— Это интересно, — сказал Монтегю.

— Но Прайс прошел суровую школу. Он остер на язык. Помнится, однажды я присутствовал на собрании кредиторов "Американской компании по производству отопительных приборов", оказавшейся в затруднительном положении. Прайс начал так: "Господин председатель, когда я прихожу в контору промышленной корпорации и вижу аппарат, отстукивающий на ленте последние курсы акций на бирже, за креслом у его президента, которое стоит на истертом коврике, мне уже не надо спрашивать, как у него идут дела". Но для чего вам знать о Прайсе? — спросил генерал, посмеявшись над этим воспоминанием.

— Ради дела, которое касается меня, — отвечал Аллан.

— Я скажу вам, кто хорошо его знает. Гарри Куртис. Юридические дела Прайса ведет Уильям Е.Давенант.

— В самом деле? Тогда, пожалуй, я повидаюсь с Гарри.
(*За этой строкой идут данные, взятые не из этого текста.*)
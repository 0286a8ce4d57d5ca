//! Department events and registrations.

use deptportal_api_types::content::Event;
use deptportal_api_types::{IdArg, ListQuery};
use serde_json::Value;
use time::OffsetDateTime;
use time::format_description::well_known::Rfc3339;

use crate::cache::{Tag, TagType};
use crate::endpoint::{MutationEndpoint, QueryEndpoint, RegistryBuilder, TagSpec};
use crate::transport::{ApiError, ApiRequest, FileUpload, MultipartBody};

use super::{list_tags, segment};

pub const GET_EVENTS: QueryEndpoint<ListQuery, Vec<Event>> =
    QueryEndpoint::new("getEvents", events, TagSpec::Compute(event_list_tags));

pub const GET_EVENT: QueryEndpoint<IdArg, Event> =
    QueryEndpoint::new("getEvent", event, TagSpec::Compute(event_tags));

pub const CREATE_EVENT: MutationEndpoint<CreateEvent, Event> =
    MutationEndpoint::new("createEvent", create_event, TagSpec::Types(&[TagType::Event]));

pub const REGISTER_FOR_EVENT: MutationEndpoint<IdArg, Value> = MutationEndpoint::new(
    "registerForEvent",
    register_for_event,
    TagSpec::Compute(touched_event),
);

pub const DELETE_EVENT: MutationEndpoint<IdArg, Value> =
    MutationEndpoint::new("deleteEvent", delete_event, TagSpec::Compute(touched_event));

/// Multipart payload for a new event.
#[derive(Debug, Clone)]
pub struct CreateEvent {
    pub title: String,
    pub description: String,
    pub venue: Option<String>,
    pub starts_at: OffsetDateTime,
    pub ends_at: Option<OffsetDateTime>,
    pub banner: Option<FileUpload>,
}

pub(crate) fn declare(registry: &mut RegistryBuilder) {
    registry.declare(GET_EVENTS.definition());
    registry.declare(GET_EVENT.definition());
    registry.declare(CREATE_EVENT.definition());
    registry.declare(REGISTER_FOR_EVENT.definition());
    registry.declare(DELETE_EVENT.definition());
}

fn events(args: &ListQuery) -> Result<ApiRequest, ApiError> {
    ApiRequest::get("events").query(args)
}

fn event_list_tags(_: &ListQuery, events: Option<&Vec<Event>>) -> Vec<Tag> {
    list_tags(TagType::Event, events, |event| event.id.as_str())
}

fn event(args: &IdArg) -> Result<ApiRequest, ApiError> {
    Ok(ApiRequest::get(format!("events/{}", segment(&args.id)?)))
}

fn event_tags(args: &IdArg, _: Option<&Event>) -> Vec<Tag> {
    vec![Tag::id(TagType::Event, args.id.clone())]
}

fn create_event(args: &CreateEvent) -> Result<ApiRequest, ApiError> {
    let body = MultipartBody::new()
        .text("title", args.title.clone())
        .text("description", args.description.clone())
        .text_opt("venue", args.venue.clone())
        .text("startsAt", rfc3339(args.starts_at)?)
        .text_opt("endsAt", args.ends_at.map(rfc3339).transpose()?)
        .file_opt("banner", args.banner.clone());
    Ok(ApiRequest::post("events").multipart(body))
}

fn register_for_event(args: &IdArg) -> Result<ApiRequest, ApiError> {
    Ok(ApiRequest::post(format!(
        "events/{}/register",
        segment(&args.id)?
    )))
}

fn delete_event(args: &IdArg) -> Result<ApiRequest, ApiError> {
    Ok(ApiRequest::delete(format!("events/{}", segment(&args.id)?)))
}

fn touched_event(args: &IdArg, _: Option<&Value>) -> Vec<Tag> {
    vec![Tag::id(TagType::Event, args.id.clone())]
}

fn rfc3339(value: OffsetDateTime) -> Result<String, ApiError> {
    value
        .format(&Rfc3339)
        .map_err(|e| ApiError::request(format!("invalid timestamp: {e}")))
}

#[cfg(test)]
mod tests {
    use time::macros::datetime;

    use super::*;
    use crate::transport::{FieldValue, RequestBody};

    #[test]
    fn event_form_carries_rfc3339_times() {
        let request = CREATE_EVENT
            .request(&CreateEvent {
                title: "Hackathon".to_string(),
                description: "24h".to_string(),
                venue: None,
                starts_at: datetime!(2024-05-01 10:00 UTC),
                ends_at: None,
                banner: None,
            })
            .expect("request");
        let RequestBody::Multipart(body) = request.body else {
            panic!("multipart expected");
        };
        assert_eq!(
            body.field("startsAt"),
            Some(&FieldValue::Text("2024-05-01T10:00:00Z".to_string()))
        );
        assert!(body.field("endsAt").is_none());
        assert!(body.field("venue").is_none());
    }

    #[test]
    fn registration_reaches_the_event_and_its_lists() {
        let tags = REGISTER_FOR_EVENT.invalidated_tags(&IdArg::new("e1"), &Value::Null);
        let detail = GET_EVENT.provided_tags(&IdArg::new("e1"), None);
        assert!(tags[0].invalidates(&detail[0]));
    }
}
#![deny(clippy::all, clippy::pedantic)]

use deptportal::PortalClient;
use deptportal::config::{self, Settings};
use deptportal::infra::{error::ClientError, telemetry};
use deptportal::transport::ApiError;
use thiserror::Error;

use crate::args::Cli;

#[derive(Debug, Error)]
pub enum CliError {
    #[error(transparent)]
    Client(#[from] ClientError),
    #[error("{}", describe_api_error(.0))]
    Api(#[from] ApiError),
    #[error("failed to read input file {path}: {source}")]
    InputFile {
        path: String,
        source: std::io::Error,
    },
    #[error("invalid input: {0}")]
    InvalidInput(String),
    #[error("failed to render output: {0}")]
    Output(String),
}

impl From<config::LoadError> for CliError {
    fn from(error: config::LoadError) -> Self {
        Self::Client(ClientError::Config(error))
    }
}

fn describe_api_error(error: &ApiError) -> String {
    match error.status() {
        Some(status) => format!("server answered {status}: {}", error.message()),
        None => error.to_string(),
    }
}

/// Resolve settings from files, environment and flags.
pub fn settings_from_cli(cli: &Cli) -> Result<Settings, CliError> {
    Ok(config::load(&cli.overrides)?)
}

/// Install logging and build the client.
pub fn build_client(settings: &Settings) -> Result<PortalClient, CliError> {
    telemetry::init(&settings.logging)?;
    Ok(PortalClient::init(settings)?)
}
#![deny(clippy::all, clippy::pedantic)]

use deptportal::PortalClient;
use deptportal::endpoints::applications::{
    APPROVE_APPLICATION_STAGE, GET_APPLICATIONS, GET_MY_APPLICATIONS, SUBMIT_APPLICATION,
};
use deptportal_api_types::NoArgs;
use deptportal_api_types::applications::{
    ApplicationQuery, ApproveStageRequest, SubmitApplicationRequest,
};

use crate::args::ApplicationsCmd;
use crate::context::CliError;
use crate::io::read_value;
use crate::print::print_json;

pub async fn handle(client: &PortalClient, cmd: ApplicationsCmd) -> Result<(), CliError> {
    match cmd {
        ApplicationsCmd::List { stage } => {
            let query = ApplicationQuery {
                status: stage.map(Into::into),
            };
            let applications = client.query(&GET_APPLICATIONS, query).await?;
            print_json(applications.as_ref())
        }
        ApplicationsCmd::Mine => {
            let applications = client
                .query(&GET_MY_APPLICATIONS, NoArgs::default())
                .await?;
            print_json(applications.as_ref())
        }
        ApplicationsCmd::Submit {
            kind,
            subject,
            body,
            body_file,
        } => {
            let request = SubmitApplicationRequest {
                kind,
                subject,
                body: read_value(body, body_file)?,
            };
            let application = client.mutate(&SUBMIT_APPLICATION, request).await?;
            print_json(&application)
        }
        ApplicationsCmd::Decide {
            id,
            decision,
            remarks,
        } => {
            let application = client
                .mutate(
                    &APPROVE_APPLICATION_STAGE,
                    ApproveStageRequest {
                        id,
                        decision: decision.into(),
                        remarks,
                    },
                )
                .await?;
            println!("{}: {}", application.id, application.status);
            Ok(())
        }
    }
}
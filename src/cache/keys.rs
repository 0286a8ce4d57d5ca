//! Cache key definitions.
//!
//! A query is identified by its endpoint name plus the canonical JSON form of
//! its arguments, so argument values that serialize identically share an
//! entry regardless of field order.

use std::fmt;
use std::sync::Arc;

use serde::Serialize;
use serde_json::Value;

use crate::transport::ApiError;

#[derive(Debug, Clone, PartialEq, Eq, Hash)]
pub struct QueryKey {
    endpoint: &'static str,
    args: Arc<str>,
}

impl QueryKey {
    pub fn new<A: Serialize + ?Sized>(endpoint: &'static str, args: &A) -> Result<Self, ApiError> {
        let value = serde_json::to_value(args).map_err(|e| {
            ApiError::request(format!("arguments of `{endpoint}` are not serializable: {e}"))
        })?;
        Ok(Self {
            endpoint,
            args: canonical_json(&value).into(),
        })
    }

    pub fn endpoint(&self) -> &'static str {
        self.endpoint
    }

    pub fn args(&self) -> &str {
        &self.args
    }
}

impl fmt::Display for QueryKey {
    fn fmt(&self, f: &mut fmt::Formatter<'_>) -> fmt::Result {
        write!(f, "{}({})", self.endpoint, self.args)
    }
}

/// Serialize `value` with object keys sorted at every level.
pub fn canonical_json(value: &Value) -> String {
    let mut out = String::new();
    write_canonical(value, &mut out);
    out
}

fn write_canonical(value: &Value, out: &mut String) {
    match value {
        Value::Object(map) => {
            let mut entries: Vec<_> = map.iter().collect();
            entries.sort_by(|(a, _), (b, _)| a.cmp(b));
            out.push('{');
            for (i, (key, value)) in entries.into_iter().enumerate() {
                if i > 0 {
                    out.push(',');
                }
                out.push_str(&Value::String(key.clone()).to_string());
                out.push(':');
                write_canonical(value, out);
            }
            out.push('}');
        }
        Value::Array(items) => {
            out.push('[');
            for (i, item) in items.iter().enumerate() {
                if i > 0 {
                    out.push(',');
                }
                write_canonical(item, out);
            }
            out.push(']');
        }
        scalar => out.push_str(&scalar.to_string()),
    }
}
— Я могу назвать вам человека и посолиднее Гарри, — подумав, сказал Прентис. — Спросите вашу приятельницу миссис Олден; по-моему, она близкая знакомая Прайса.

Монтегю послал записку миссис Билли и получил ответ: "Приходите обедать, я сегодня дома". И вот в тот же вечер Аллан утопал в большом кожаном кресле гостиной миссис Билли и слушал ее рассказы о владельце Миссисипской стальной компании.

— Джон Прайс? — спросила великосветская леди. — Да, я знаю его. Все зависит от того, кем он для вас будет: другом или врагом. Его мать была ирландка, и он весь в нее. Если вы понравитесь ему, то он готов будет за вас умереть, а если возненавидит, то вы услышите от него такие эпитеты, о существовании которых и не подозревали. Впервые я встретила его в Вашингтоне, лет пятнадцать назад, когда мой брат был членом конгресса. Кажется, я вам уже рассказывала, как Дэви заплатил сорок тысяч за место в конгрессе. Это был год, когда демократы одержали верх, и они выбрали бы и Реджи Манна, если бы это им было надо. Я приехала в Вашингтон провести зиму. Прайс в то время был там с целой армией завсегдатаев лобби Законодательного собрания. Он боролся за свободное обращение серебра. Все это происходило до кризиса, когда, как вам известно, серебро еще было в цене и Прайса считали Серебряным королем. Той зимой я видела своими глазами все, что творилось за кулисами американского правительства, могу вас заверить.

— Расскажите, пожалуйста, — попросил Монтегю.

— Демократическая партия одержала победу на выборах, пообещав снизить тарифы, и действительно предоставила монополиям всякие льготы. Деньги лились рекой, и мой брат смог утроить свои сорок тысяч. Компанию возглавляли боссы Стального треста. Уильям Робертс приезжал из Питсбурга каждые два или три дня, а в остальные дни связывался с Нью-Йорком по личному телефону. Я всегда утверждала, что Стальной трест инициатор всех мошенничеств с тарифами. И это продолжается до сих пор.

— А что сделал Прайс со своими серебряными копями? — спросил Монтегю.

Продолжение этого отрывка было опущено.